Photo: Franko Lee, AFP/ Getty Images
Egg producers in Iowa may still be reeling from last month's recall of half a billion eggs, but at least they can be grateful for one thing: they don't live in China. Chinese authorities have announced that manufacturers who violate the country's food safety laws will face the death penalty in the future.
Whether the threat of the lethal injection will markedly improve food safety in China is an open debate. The country made worldwide headlines last year when it executed a dairy farmer and a salesman who were convicted for their roles in a huge food contamination scare in which milk tainted with melamine killed at least six children and sickened an estimated 300,000.

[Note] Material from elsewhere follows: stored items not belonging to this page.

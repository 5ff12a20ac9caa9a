//! Repository for the `sessions` table.

use sqlx::PgPool;
use taskboard_core::types::{DbId, Timestamp};

use crate::models::session::{CreateSession, Session};

/// Column list shared across queries to avoid repetition.
const COLUMNS: &str = "id, user_id, refresh_token, expires_at, created_at";

/// Provides CRUD operations for refresh-token sessions.
pub struct SessionRepo;

impl SessionRepo {
    /// Insert a new session, returning the created row.
    pub async fn create(pool: &PgPool, input: &CreateSession) -> Result<Session, sqlx::Error> {
        let query = format!(
            "INSERT INTO sessions (user_id, refresh_token, expires_at)
             VALUES ($1, $2, $3)
             RETURNING {COLUMNS}"
        );
        sqlx::query_as::<_, Session>(&query)
            .bind(input.user_id)
            .bind(&input.refresh_token)
            .bind(input.expires_at)
            .fetch_one(pool)
            .await
    }

    /// Find the session holding exactly this refresh token for this user.
    ///
    /// Expired rows are returned too; the caller decides what to do with them.
    pub async fn find_by_token(
        pool: &PgPool,
        refresh_token: &str,
        user_id: DbId,
    ) -> Result<Option<Session>, sqlx::Error> {
        let query = format!(
            "SELECT {COLUMNS} FROM sessions
             WHERE refresh_token = $1 AND user_id = $2"
        );
        sqlx::query_as::<_, Session>(&query)
            .bind(refresh_token)
            .bind(user_id)
            .fetch_optional(pool)
            .await
    }

    /// List every session owned by a user, newest first.
    pub async fn list_for_user(pool: &PgPool, user_id: DbId) -> Result<Vec<Session>, sqlx::Error> {
        let query = format!(
            "SELECT {COLUMNS} FROM sessions WHERE user_id = $1 ORDER BY created_at DESC, id DESC"
        );
        sqlx::query_as::<_, Session>(&query)
            .bind(user_id)
            .fetch_all(pool)
            .await
    }

    /// Delete a single session. Returns `true` if a row was deleted.
    pub async fn delete(pool: &PgPool, id: DbId) -> Result<bool, sqlx::Error> {
        let result = sqlx::query("DELETE FROM sessions WHERE id = $1")
            .bind(id)
            .execute(pool)
            .await?;
        Ok(result.rows_affected() > 0)
    }

    /// Delete the session holding a refresh token. Returns `true` if a row was deleted.
    pub async fn delete_by_token(pool: &PgPool, refresh_token: &str) -> Result<bool, sqlx::Error> {
        let result = sqlx::query("DELETE FROM sessions WHERE refresh_token = $1")
            .bind(refresh_token)
            .execute(pool)
            .await?;
        Ok(result.rows_affected() > 0)
    }

    /// Delete `consumed` and insert `replacement` in one transaction.
    ///
    /// Returns `None` (and rolls back) when `consumed` no longer exists, which
    /// happens when a concurrent rotation already burned the same token.
    pub async fn rotate(
        pool: &PgPool,
        consumed: DbId,
        replacement: &CreateSession,
    ) -> Result<Option<Session>, sqlx::Error> {
        let mut tx = pool.begin().await?;

        let deleted = sqlx::query("DELETE FROM sessions WHERE id = $1")
            .bind(consumed)
            .execute(&mut *tx)
            .await?;
        if deleted.rows_affected() == 0 {
            tx.rollback().await?;
            return Ok(None);
        }

        let query = format!(
            "INSERT INTO sessions (user_id, refresh_token, expires_at)
             VALUES ($1, $2, $3)
             RETURNING {COLUMNS}"
        );
        let session = sqlx::query_as::<_, Session>(&query)
            .bind(replacement.user_id)
            .bind(&replacement.refresh_token)
            .bind(replacement.expires_at)
            .fetch_one(&mut *tx)
            .await?;

        tx.commit().await?;
        Ok(Some(session))
    }

    /// Delete sessions whose absolute expiry is before `now`. Returns the count.
    pub async fn delete_expired(pool: &PgPool, now: Timestamp) -> Result<u64, sqlx::Error> {
        let result = sqlx::query("DELETE FROM sessions WHERE expires_at < $1")
            .bind(now)
            .execute(pool)
            .await?;
        Ok(result.rows_affected())
    }
}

But according to the Wall Street Journal's China Real Time Report online, the country continues to face concerns over its food safety. New questions have been raised about the country's milk supply after several infants began to show signs of early onset puberty, which doctors believe may be caused by elevated hormone levels in milk. Last month, dozens of people in Nanjing were hospitalized with severe muscle pain after eating crayfish contaminated with an industrial acid, while public health officials in California pushed for a recall of ginger candy imported from China that was found to contain dangerous levels of lead.
Which is kind of ironic when you think about it, since being put in front of a firing squad has been shown to cause exposures to dangerous levels of lead, too.